Beppe Dossena c’era quando l’Italia sgambettò il Brasile nel 1982, quel Brasile che somigliava tanto a questo, per i favori unanimi che riscuoteva nei pronostici. Ed è stato uno dei pionieri nella scoperta del calcio africano ed asiatico, portando il Ghana a vincere la Coppa delle Nazioni under 17 e under 20 e poi guidando l’Al-Ittihad.

E’ il personaggio ideale per parlare di un mondiale in Qatar con il Brasile favorito, insomma.

Dossena, inizia il vero mondiale. Finora come è stato?

"Molto simile agli altri, con partite belle e altre più noiose, pieno di insidie. Ma a parte Germania e Spagna, le squadre attese alla vigilia sono lì anche adesso".

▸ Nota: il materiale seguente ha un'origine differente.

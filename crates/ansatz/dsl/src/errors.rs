//! Ansatz error types

use std::fmt;

/// Which declared vocabulary a rejected name was checked against
#[derive(Clone, Copy, Debug, PartialEq, Eq)]
pub enum VocabularyKind {
    Variable,
    Function,
    Constant,
}

impl fmt::Display for VocabularyKind {
    fn fmt(&self, f: &mut fmt::Formatter<'_>) -> fmt::Result {
        match self {
            Self::Variable => write!(f, "variable"),
            Self::Function => write!(f, "function"),
            Self::Constant => write!(f, "constant"),
        }
    }
}

/// Errors raised while building an ansatz or preparing a parameter search.
///
/// All of these are fatal: they surface at construction time or at the
/// start of a search, before any objective is called.
#[derive(Clone, Debug, PartialEq, thiserror::Error)]
pub enum AnsatzError {
    #[error("Grammar error at column {col}: {message}")]
    Grammar { col: usize, message: String },

    #[error("Parameter numbering error: {0}")]
    ParameterNumbering(String),

    #[error("Undeclared {kind} '{name}'")]
    Vocabulary { kind: VocabularyKind, name: String },

    #[error("Invalid declaration: {0}")]
    InvalidDeclaration(String),

    #[error("Expected {expected} parameter ranges, found {found}")]
    Arity { expected: usize, found: usize },

    #[error("Invalid search configuration: {0}")]
    InvalidSearch(String),
}

impl AnsatzError {
    pub(crate) fn grammar(col: usize, message: impl Into<String>) -> Self {
        Self::Grammar {
            col,
            message: message.into(),
        }
    }

    pub(crate) fn undeclared(kind: VocabularyKind, name: impl Into<String>) -> Self {
        Self::Vocabulary {
            kind,
            name: name.into(),
        }
    }
}

/// Result type alias for ansatz operations
pub type AnsatzResult<T> = Result<T, AnsatzError>;
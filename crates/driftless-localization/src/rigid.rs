//! Construction and validation of rigid transforms from raw components.
//!
//! An [`Isometry3`] built through nalgebra's checked constructors is always
//! a valid rigid transform.  Raw numbers arriving from the outside (message
//! fields, config files) pass through [`rigid_transform`] first, which
//! normalizes the rotation or rejects it.

use driftless_types::LocalizationError;
use nalgebra::{Isometry3, Quaternion, Translation3, UnitQuaternion, Vector3};

/// Quaternions shorter than this cannot be normalized meaningfully.
const MIN_QUATERNION_NORM: f64 = 1e-9;

/// Largest deviation from unit length tolerated by [`validate`].
const UNIT_NORM_TOLERANCE: f64 = 1e-6;

/// Build a rigid transform from a translation and an `[x, y, z, w]`
/// quaternion, normalizing the quaternion.
///
/// # Errors
///
/// [`LocalizationError::DegenerateTransform`] when any component is not
/// finite or the quaternion norm is (close to) zero.
pub fn rigid_transform(
    translation: [f64; 3],
    rotation_xyzw: [f64; 4],
) -> Result<Isometry3<f64>, LocalizationError> {
    if translation.iter().any(|c| !c.is_finite()) {
        return Err(LocalizationError::DegenerateTransform(format!(
            "non-finite translation {translation:?}"
        )));
    }
    let [x, y, z, w] = rotation_xyzw;
    let q = Quaternion::new(w, x, y, z);
    let norm = q.norm();
    if !norm.is_finite() || norm < MIN_QUATERNION_NORM {
        return Err(LocalizationError::DegenerateTransform(format!(
            "quaternion {rotation_xyzw:?} has norm {norm}"
        )));
    }
    Ok(Isometry3::from_parts(
        Translation3::new(translation[0], translation[1], translation[2]),
        UnitQuaternion::from_quaternion(q),
    ))
}

/// Planar pose: position in the XY plane and heading about +Z.
pub fn planar_pose(x: f64, y: f64, yaw: f64) -> Isometry3<f64> {
    Isometry3::from_parts(
        Translation3::new(x, y, 0.0),
        UnitQuaternion::from_axis_angle(&Vector3::z_axis(), yaw),
    )
}

/// Check that `pose` holds finite numbers and a unit rotation.
///
/// Transforms assembled with `new_unchecked` or corrupted by arithmetic on
/// NaN inputs fail here.
pub fn validate(pose: &Isometry3<f64>) -> Result<(), LocalizationError> {
    if pose.translation.vector.iter().any(|c| !c.is_finite()) {
        return Err(LocalizationError::DegenerateTransform(format!(
            "non-finite translation {:?}",
            pose.translation.vector.as_slice()
        )));
    }
    let norm = pose.rotation.quaternion().norm();
    if !norm.is_finite() || (norm - 1.0).abs() > UNIT_NORM_TOLERANCE {
        return Err(LocalizationError::DegenerateTransform(format!(
            "rotation is not a unit quaternion (norm {norm})"
        )));
    }
    Ok(())
}
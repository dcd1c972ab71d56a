//! Logging and trace export for the localization node.
//!
//! [`init_tracing`] installs the process-wide subscriber described by the
//! `[log]` section of [`Config`][crate::Config]:
//!
//! ```toml
//! [log]
//! filter = "info,driftless_localization=debug"
//! format = "json"
//! ```
//!
//! `RUST_LOG`, when set, replaces `filter`.  Setting
//! `OTEL_EXPORTER_OTLP_ENDPOINT` additionally forwards spans to an OTLP/HTTP
//! collector under the given service name.

use driftless_types::LocalizationError;
use opentelemetry::trace::TracerProvider as _;
use opentelemetry_otlp::WithExportConfig;
use opentelemetry_sdk::{Resource, trace::SdkTracerProvider};
use serde::{Deserialize, Serialize};
use tracing::Subscriber;
use tracing_subscriber::fmt::MakeWriter;
use tracing_subscriber::layer::Layered;
use tracing_subscriber::registry::LookupSpan;
use tracing_subscriber::util::SubscriberInitExt;
use tracing_subscriber::{EnvFilter, Layer, Registry, layer::SubscriberExt};

/// Output format of log lines.
#[derive(Debug, Clone, Copy, PartialEq, Eq, Default, Serialize, Deserialize)]
#[serde(rename_all = "lowercase")]
pub enum LogFormat {
    /// Single-line human readable output.
    #[default]
    Compact,
    /// Newline-delimited JSON, one object per event.
    Json,
}

impl std::str::FromStr for LogFormat {
    type Err = LocalizationError;

    fn from_str(s: &str) -> Result<Self, Self::Err> {
        match s {
            "compact" => Ok(Self::Compact),
            "json" => Ok(Self::Json),
            other => Err(LocalizationError::InvalidConfig(format!(
                "unknown log format {other:?} (expected \"compact\" or \"json\")"
            ))),
        }
    }
}

/// The `[log]` config table.
#[derive(Debug, Clone, PartialEq, Serialize, Deserialize)]
pub struct LogConfig {
    /// `EnvFilter` directives, e.g. `"info,driftless_localization=debug"`.
    #[serde(default = "default_filter")]
    pub filter: String,

    #[serde(default)]
    pub format: LogFormat,
}

fn default_filter() -> String {
    "info".to_string()
}

impl Default for LogConfig {
    fn default() -> Self {
        Self {
            filter: default_filter(),
            format: LogFormat::default(),
        }
    }
}

impl LogConfig {
    pub fn validate(&self) -> Result<(), LocalizationError> {
        self.parse_filter().map(drop)
    }

    /// `RUST_LOG` if it parses, otherwise the configured directives.
    fn env_filter(&self) -> Result<EnvFilter, LocalizationError> {
        EnvFilter::try_from_default_env().or_else(|_| self.parse_filter())
    }

    fn parse_filter(&self) -> Result<EnvFilter, LocalizationError> {
        EnvFilter::try_new(&self.filter).map_err(|e| {
            LocalizationError::InvalidConfig(format!("invalid log filter {:?}: {e}", self.filter))
        })
    }
}

/// Formatting layer for `format`, writing through `writer`.
pub fn fmt_layer<S, W>(format: LogFormat, writer: W) -> Box<dyn Layer<S> + Send + Sync + 'static>
where
    S: Subscriber + for<'span> LookupSpan<'span>,
    W: for<'w> MakeWriter<'w> + Send + Sync + 'static,
{
    let layer = tracing_subscriber::fmt::layer().with_writer(writer);
    match format {
        LogFormat::Compact => layer.compact().boxed(),
        LogFormat::Json => layer.json().boxed(),
    }
}

/// Assemble the subscriber [`init_tracing`] installs, without installing it.
///
/// `export` is the optional span-export layer sitting directly on the
/// registry.
pub fn subscriber<L, W>(
    filter: EnvFilter,
    format: LogFormat,
    writer: W,
    export: Option<L>,
) -> impl Subscriber + Send + Sync + 'static
where
    L: Layer<Registry> + Send + Sync + 'static,
    W: for<'w> MakeWriter<'w> + Send + Sync + 'static,
{
    type Filtered<E> = Layered<EnvFilter, Layered<Option<E>, Registry>>;
    tracing_subscriber::registry()
        .with(export)
        .with(filter)
        .with(fmt_layer::<Filtered<L>, W>(format, writer))
}

/// Install the global subscriber for `service_name` according to `config`.
///
/// Hold the returned guard for the lifetime of the process; dropping it
/// flushes pending spans.  Fails if a global subscriber is already set.
pub fn init_tracing(
    service_name: &str,
    config: &LogConfig,
) -> Result<TracerProviderGuard, LocalizationError> {
    let filter = config.env_filter()?;
    let provider = build_provider(service_name);
    let export = provider
        .as_ref()
        .map(|p| tracing_opentelemetry::layer().with_tracer(p.tracer(service_name.to_string())));

    subscriber(filter, config.format, std::io::stdout, export).try_init().map_err(|e| {
        LocalizationError::InvalidConfig(format!("tracing already initialised: {e}"))
    })?;
    Ok(TracerProviderGuard(provider))
}

/// Shuts the OTLP tracer provider down on drop.
pub struct TracerProviderGuard(Option<SdkTracerProvider>);

impl Drop for TracerProviderGuard {
    fn drop(&mut self) {
        if let Some(provider) = self.0.take()
            && let Err(e) = provider.shutdown()
        {
            eprintln!("[driftless] trace provider shutdown failed: {e}");
        }
    }
}

/// `None` unless `OTEL_EXPORTER_OTLP_ENDPOINT` is set and the exporter builds.
fn build_provider(service_name: &str) -> Option<SdkTracerProvider> {
    let endpoint = std::env::var("OTEL_EXPORTER_OTLP_ENDPOINT").ok()?;
    let exporter = opentelemetry_otlp::SpanExporter::builder()
        .with_http()
        .with_endpoint(endpoint)
        .build()
        .map_err(|e| eprintln!("[driftless] OTLP exporter init failed: {e}"))
        .ok()?;

    // Simple (synchronous) export: the node may start before any runtime.
    Some(
        SdkTracerProvider::builder()
            .with_resource(Resource::builder().with_service_name(service_name.to_string()).build())
            .with_simple_exporter(exporter)
            .build(),
    )
}
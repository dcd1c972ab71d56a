//! `driftless-perception` – frame bookkeeping.
//!
//! Keeps the spatial relationships between named coordinate frames so that
//! downstream consumers can resolve the robot pose in the map frame.
//!
//! # Modules
//!
//! - [`transform`] – [`TfEngine`][transform::TfEngine]: graph of named frames
//!   that composes rigid transforms between any two of them.
//! - [`listener`] – [`TfBuffer`][listener::TfBuffer], a shared, lockable
//!   engine usable as a frame broadcaster, and
//!   [`TfListener`][listener::TfListener], which feeds it from the bus.

pub mod listener;
pub mod transform;

pub use listener::{TfBuffer, TfListener};
pub use transform::TfEngine;
//! Shared TF buffer and the bus listener that keeps it current.
//!
//! [`TfBuffer`] is a cloneable handle to a [`TfEngine`] guarded by a
//! read/write lock.  It can be fed two ways:
//!
//! * directly, as an in-process [`FrameBroadcaster`] handed to the pose
//!   corrector;
//! * from [`Topic::Transforms`] traffic, by running a [`TfListener`].

use std::future::Future;
use std::sync::{Arc, PoisonError, RwLock};

use chrono::{DateTime, Utc};
use driftless_middleware::{FrameBroadcaster, TopicReceiver};
use driftless_types::{EventPayload, LocalizationError, TransformStamped};
use nalgebra::Isometry3;
use tokio::sync::broadcast::error::RecvError;
use tracing::{debug, warn};

use crate::transform::TfEngine;

/// Cloneable, thread-safe handle to a [`TfEngine`].
#[derive(Clone, Debug, Default)]
pub struct TfBuffer {
    inner: Arc<RwLock<TfEngine>>,
}

impl TfBuffer {
    pub fn new() -> Self {
        Self::default()
    }

    /// Store `announcement` in the frame graph.
    pub fn apply(&self, announcement: &TransformStamped) {
        self.inner
            .write()
            .unwrap_or_else(PoisonError::into_inner)
            .apply(announcement);
    }

    /// See [`TfEngine::lookup`].
    pub fn lookup(&self, source_frame: &str, target_frame: &str) -> Option<Isometry3<f64>> {
        self.inner
            .read()
            .unwrap_or_else(PoisonError::into_inner)
            .lookup(source_frame, target_frame)
    }

    /// See [`TfEngine::stamp`].
    pub fn stamp(&self, parent_frame: &str, child_frame: &str) -> Option<DateTime<Utc>> {
        self.inner
            .read()
            .unwrap_or_else(PoisonError::into_inner)
            .stamp(parent_frame, child_frame)
    }
}

impl FrameBroadcaster for TfBuffer {
    fn send_transform(&self, transform: TransformStamped) -> Result<(), LocalizationError> {
        self.apply(&transform);
        Ok(())
    }
}

/// Drains [`Topic::Transforms`][driftless_middleware::Topic::Transforms]
/// into a [`TfBuffer`].
pub struct TfListener {
    receiver: TopicReceiver,
    buffer: TfBuffer,
}

impl TfListener {
    pub fn new(receiver: TopicReceiver, buffer: TfBuffer) -> Self {
        Self { receiver, buffer }
    }

    /// Handle to the buffer this listener writes into.
    pub fn buffer(&self) -> TfBuffer {
        self.buffer.clone()
    }

    /// Apply announcements until every publisher on the topic is gone.
    ///
    /// Returns the number of transforms applied.
    pub async fn run(self) -> u64 {
        self.run_until(std::future::pending()).await
    }

    /// Like [`TfListener::run`], but also returns once `stop` resolves.
    ///
    /// Announcements already queued when `stop` fires are applied first.
    pub async fn run_until(mut self, stop: impl Future<Output = ()>) -> u64 {
        tokio::pin!(stop);
        let mut applied = 0u64;
        loop {
            tokio::select! {
                biased;
                result = self.receiver.recv() => match result {
                    Ok(event) => {
                        if let EventPayload::Transform(tf) = &event.payload {
                            self.buffer.apply(tf);
                            applied += 1;
                        }
                    }
                    Err(RecvError::Lagged(n)) => {
                        warn!(lagged_by = n, "TF listener lagged");
                    }
                    Err(RecvError::Closed) => break,
                },
                () = &mut stop => break,
            }
        }
        debug!(applied, "TF listener stopped");
        applied
    }
}
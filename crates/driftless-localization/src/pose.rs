//! Graph-anchored pose correction.
//!
//! Raw odometry is accurate over short horizons but drifts without bound.
//! A pose-graph optimizer periodically confirms a drift-free pose.  The
//! corrector re-applies the motion odometry has measured since that
//! confirmation on top of the confirmed pose:
//!
//! ```text
//! corrected = last_graph_pose ∘ inverse(last_graph_raw_pose) ∘ current_raw_pose
//! ```
//!
//! The caller owns the `(last_graph_pose, last_graph_raw_pose)` pair and
//! passes it on every call; [`PoseCorrector`] only holds its frame ids and
//! the two output sinks.
//!
//! # Example
//!
//! ```rust
//! use driftless_localization::pose::correct_pose;
//! use nalgebra::Isometry3;
//!
//! let graph = Isometry3::translation(5.0, 0.0, 0.0);
//! let graph_raw = Isometry3::translation(4.0, 0.0, 0.0);
//! let raw = Isometry3::translation(4.5, 0.0, 0.0);
//!
//! let corrected = correct_pose(&raw, &graph, &graph_raw);
//! assert!((corrected.translation.x - 5.5).abs() < 1e-12);
//! ```

use std::fmt;

use driftless_middleware::{
    EventBus, FrameBroadcaster, OdometryPublisher, PosePublisher, TransformBroadcaster,
};
use driftless_types::{LocalizationError, OdometryRecord, TransformStamped};
use nalgebra::Isometry3;
use serde::{Deserialize, Serialize};
use tracing::debug;

use crate::rigid;

/// Event source tag used by the bus-backed sinks.
pub const EVENT_SOURCE: &str = "driftless-localization::pose";

// ────────────────────────────────────────────────────────────────────────────
// Parameters
// ────────────────────────────────────────────────────────────────────────────

/// Frame ids used when emitting the corrected pose.
#[derive(Debug, Clone, PartialEq, Eq, Serialize, Deserialize)]
pub struct PoseParams {
    /// Parent frame of the published pose and of the announced transform.
    #[serde(default = "default_pose_frame_id")]
    pub pose_frame_id: String,

    /// Child (robot body) frame of the announced transform.
    #[serde(default = "default_pose_child_frame_id")]
    pub pose_child_frame_id: String,
}

fn default_pose_frame_id() -> String {
    "/map".to_string()
}
fn default_pose_child_frame_id() -> String {
    "/robot".to_string()
}

impl Default for PoseParams {
    fn default() -> Self {
        Self {
            pose_frame_id: default_pose_frame_id(),
            pose_child_frame_id: default_pose_child_frame_id(),
        }
    }
}

impl PoseParams {
    /// Reject empty or whitespace-only frame ids.
    pub fn validate(&self) -> Result<(), LocalizationError> {
        if self.pose_frame_id.trim().is_empty() {
            return Err(LocalizationError::InvalidConfig("pose_frame_id is empty".to_string()));
        }
        if self.pose_child_frame_id.trim().is_empty() {
            return Err(LocalizationError::InvalidConfig(
                "pose_child_frame_id is empty".to_string(),
            ));
        }
        Ok(())
    }
}
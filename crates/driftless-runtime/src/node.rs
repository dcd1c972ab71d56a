//! Localization node wiring.
//!
//! [`LocalizationNode::start`] performs the one-time setup the pose
//! corrector needs: it creates the event bus, binds the corrector's sinks to
//! it, and spawns the background consumers (TF listener, optional odometry
//! recorder).  The caller then drives [`PoseCorrector::correct`] and
//! [`PoseCorrector::publish`] once per odometry tick.

use driftless_localization::PoseCorrector;
use driftless_middleware::{EventBus, OdometryRecorder, Topic};
use driftless_perception::{TfBuffer, TfListener};
use driftless_types::LocalizationError;
use tokio::sync::watch;
use tokio::task::JoinHandle;
use tracing::info;

use crate::config::Config;

/// Counters reported by [`LocalizationNode::shutdown`].
#[derive(Debug, Clone, Copy, PartialEq, Eq, Default)]
pub struct NodeStats {
    /// Transforms applied to the TF buffer.
    pub transforms_applied: u64,
    /// Rows written by the odometry recorder (0 when recording is off).
    pub odometry_rows: u64,
}

/// A running pose corrector with its bus and background consumers.
pub struct LocalizationNode {
    corrector: PoseCorrector,
    bus: EventBus,
    tf: TfBuffer,
    stop: watch::Sender<bool>,
    listener: JoinHandle<u64>,
    recorder: Option<JoinHandle<Result<u64, LocalizationError>>>,
}

impl LocalizationNode {
    /// Validate `config`, advertise the corrector on a fresh bus and spawn
    /// the consumers.  Must be called inside a Tokio runtime.
    pub async fn start(config: &Config) -> Result<Self, LocalizationError> {
        config.validate()?;
        let bus = EventBus::new(config.bus_capacity);

        let mut corrector = PoseCorrector::new(config.pose.clone())?;
        corrector.advertise_on_bus(&bus)?;

        let (stop, stop_rx) = watch::channel(false);

        let tf = TfBuffer::new();
        let tf_listener = TfListener::new(bus.subscribe_to(Topic::Transforms), tf.clone());
        let listener = tokio::spawn(tf_listener.run_until(stopped(stop_rx.clone())));

        let recorder = match &config.odometry_log {
            Some(path) => {
                let rx = bus.subscribe_to(Topic::Odometry);
                let recorder = OdometryRecorder::create(path, rx).await?;
                info!(path = %path.display(), "recording corrected odometry");
                Some(tokio::spawn(recorder.run_until(stopped(stop_rx))))
            }
            None => None,
        };

        info!(
            frame_id = %config.pose.pose_frame_id,
            child_frame_id = %config.pose.pose_child_frame_id,
            "localization node started"
        );
        Ok(Self {
            corrector,
            bus,
            tf,
            stop,
            listener,
            recorder,
        })
    }

    pub fn corrector(&self) -> &PoseCorrector {
        &self.corrector
    }

    /// The bus the corrector publishes on; subscribe here for live output.
    pub fn bus(&self) -> &EventBus {
        &self.bus
    }

    /// Frame graph fed by the corrector's announcements.
    pub fn tf(&self) -> &TfBuffer {
        &self.tf
    }

    /// Signal the consumers to stop and wait for them to drain.
    ///
    /// Bus clones held elsewhere do not keep the consumers alive; events
    /// already queued for them are still processed.
    pub async fn shutdown(self) -> Result<NodeStats, LocalizationError> {
        let Self {
            corrector,
            bus,
            stop,
            listener,
            recorder,
            ..
        } = self;
        drop(corrector);
        drop(bus);
        stop.send_replace(true);

        let transforms_applied = listener.await.map_err(|e| task_failed("TF listener", e))?;
        let odometry_rows = match recorder {
            Some(handle) => handle.await.map_err(|e| task_failed("odometry recorder", e))??,
            None => 0,
        };
        info!(transforms_applied, odometry_rows, "localization node stopped");
        Ok(NodeStats {
            transforms_applied,
            odometry_rows,
        })
    }
}

/// Resolves once `rx` observes a change or its sender is dropped.
async fn stopped(mut rx: watch::Receiver<bool>) {
    let _ = rx.changed().await;
}

fn task_failed(task: &str, err: tokio::task::JoinError) -> LocalizationError {
    LocalizationError::Channel(format!("{task} task failed: {err}"))
}
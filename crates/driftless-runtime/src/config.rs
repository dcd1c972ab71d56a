//! Configuration vault – reads/writes `~/.driftless/config.toml`.
//!
//! ```toml
//! bus_capacity = 256
//! odometry_log = "/tmp/pose.txt"
//!
//! [pose]
//! pose_frame_id = "/map"
//! pose_child_frame_id = "/robot"
//!
//! [log]
//! filter = "info"
//! format = "compact"
//! ```

use std::fs;
use std::path::{Path, PathBuf};

use driftless_localization::PoseParams;
use driftless_middleware::bus::DEFAULT_CAPACITY;
use driftless_types::LocalizationError;
use serde::{Deserialize, Serialize};

use crate::telemetry::LogConfig;

/// Startup configuration of the localization node.
#[derive(Debug, Clone, PartialEq, Serialize, Deserialize)]
pub struct Config {
    /// Per-topic event bus capacity.
    #[serde(default = "default_bus_capacity")]
    pub bus_capacity: usize,

    /// When set, corrected odometry is recorded to this CSV file.
    #[serde(default, skip_serializing_if = "Option::is_none")]
    pub odometry_log: Option<PathBuf>,

    /// Frame ids used for the corrected pose.
    #[serde(default)]
    pub pose: PoseParams,

    /// Log filter and output format.
    #[serde(default)]
    pub log: LogConfig,
}

fn default_bus_capacity() -> usize {
    DEFAULT_CAPACITY
}

impl Default for Config {
    fn default() -> Self {
        Self {
            pose: PoseParams::default(),
            bus_capacity: default_bus_capacity(),
            odometry_log: None,
            log: LogConfig::default(),
        }
    }
}

impl Config {
    /// Check every field that would otherwise fail later at startup.
    pub fn validate(&self) -> Result<(), LocalizationError> {
        self.pose.validate()?;
        self.log.validate()?;
        if self.bus_capacity == 0 {
            return Err(LocalizationError::InvalidConfig(
                "bus_capacity must be at least 1".to_string(),
            ));
        }
        Ok(())
    }
}

/// Return the path to `~/.driftless/config.toml`.
pub fn config_path() -> PathBuf {
    config_path_for_home(
        &std::env::var("HOME")
            .or_else(|_| std::env::var("USERPROFILE"))
            .unwrap_or_else(|_| ".".to_string()),
    )
}

pub(crate) fn config_path_for_home(home: &str) -> PathBuf {
    PathBuf::from(home).join(".driftless").join("config.toml")
}

/// Load the config from disk and apply `DRIFTLESS_*` overrides.
///
/// Returns `None` if the file does not exist.
pub fn load() -> Result<Option<Config>, LocalizationError> {
    let Some(mut cfg) = load_from(&config_path())? else {
        return Ok(None);
    };
    apply_env_overrides(&mut cfg);
    cfg.validate()?;
    Ok(Some(cfg))
}

/// Load and validate the config at `path`, without environment overrides.
pub fn load_from(path: &Path) -> Result<Option<Config>, LocalizationError> {
    if !path.exists() {
        return Ok(None);
    }
    let raw = fs::read_to_string(path).map_err(|e| {
        LocalizationError::InvalidConfig(format!(
            "failed to read config at {}: {e}",
            path.display()
        ))
    })?;
    let cfg: Config = toml::from_str(&raw)
        .map_err(|e| LocalizationError::InvalidConfig(format!("failed to parse config: {e}")))?;
    cfg.validate()?;
    Ok(Some(cfg))
}

/// Apply `DRIFTLESS_*` environment variable overrides to `cfg`.
///
/// | Variable | Config field |
/// |---|---|
/// | `DRIFTLESS_POSE_FRAME_ID` | `pose.pose_frame_id` |
/// | `DRIFTLESS_POSE_CHILD_FRAME_ID` | `pose.pose_child_frame_id` |
/// | `DRIFTLESS_BUS_CAPACITY` | `bus_capacity` |
/// | `DRIFTLESS_LOG_FORMAT` | `log.format` |
///
/// Values that do not parse are ignored.
pub fn apply_env_overrides(cfg: &mut Config) {
    if let Ok(v) = std::env::var("DRIFTLESS_POSE_FRAME_ID") {
        cfg.pose.pose_frame_id = v;
    }
    if let Ok(v) = std::env::var("DRIFTLESS_POSE_CHILD_FRAME_ID") {
        cfg.pose.pose_child_frame_id = v;
    }
    if let Ok(v) = std::env::var("DRIFTLESS_BUS_CAPACITY")
        && let Ok(capacity) = v.parse::<usize>()
    {
        cfg.bus_capacity = capacity;
    }
    if let Ok(v) = std::env::var("DRIFTLESS_LOG_FORMAT")
        && let Ok(format) = v.parse()
    {
        cfg.log.format = format;
    }
}

/// Save the config to disk, creating `~/.driftless/` if necessary.
pub fn save(cfg: &Config) -> Result<(), LocalizationError> {
    save_to(cfg, &config_path())
}

/// Save the config to a specific path with owner-only permissions on Unix.
pub fn save_to(cfg: &Config, path: &Path) -> Result<(), LocalizationError> {
    let io_err = |what: &str, e: std::io::Error| {
        LocalizationError::Io(format!("{what} {}: {e}", path.display()))
    };

    if let Some(parent) = path.parent() {
        fs::create_dir_all(parent).map_err(|e| io_err("failed to create directory for", e))?;
        #[cfg(unix)]
        {
            use std::os::unix::fs::PermissionsExt;
            fs::set_permissions(parent, fs::Permissions::from_mode(0o700))
                .map_err(|e| io_err("failed to restrict directory of", e))?;
        }
    }
    let raw = toml::to_string_pretty(cfg)
        .map_err(|e| LocalizationError::InvalidConfig(format!("failed to serialize config: {e}")))?;
    #[cfg(unix)]
    {
        use std::io::Write;
        use std::os::unix::fs::OpenOptionsExt;
        fs::OpenOptions::new()
            .write(true)
            .create(true)
            .truncate(true)
            .mode(0o600)
            .open(path)
            .and_then(|mut f| f.write_all(raw.as_bytes()))
            .map_err(|e| io_err("failed to write config at", e))?;
    }
    #[cfg(not(unix))]
    fs::write(path, raw).map_err(|e| io_err("failed to write config at", e))?;
    Ok(())
}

Sorpreso dall’exploit del Marocco?

"Fino a un certo punto. Per battere la Spagna ai rigori hanno fatto una partita quasi tutta in difesa, ma prima avevano anche sconfitto il Belgio. E hanno molti giocatori maturi che militano in campionati di vertice".

Ronaldo è un caso?

"Se l’è creato lui, come a volte fanno i grandi giocatori che hanno un solo modo di vedere le cose. L’egoismo fa parte anche dell’interpretazione sportiva, anche se a volte se ne può anche fare a meno. Ha fatto bene la Federazione ad imporsi".

A volte quell’egoismo è il motore dei migliori di tutti.

"E’ vero. In realtà qualche esempio diverso c’è, ma molti campioni hanno quelle stigmate. Qualcuno le maschera di più, ad altri non riesce".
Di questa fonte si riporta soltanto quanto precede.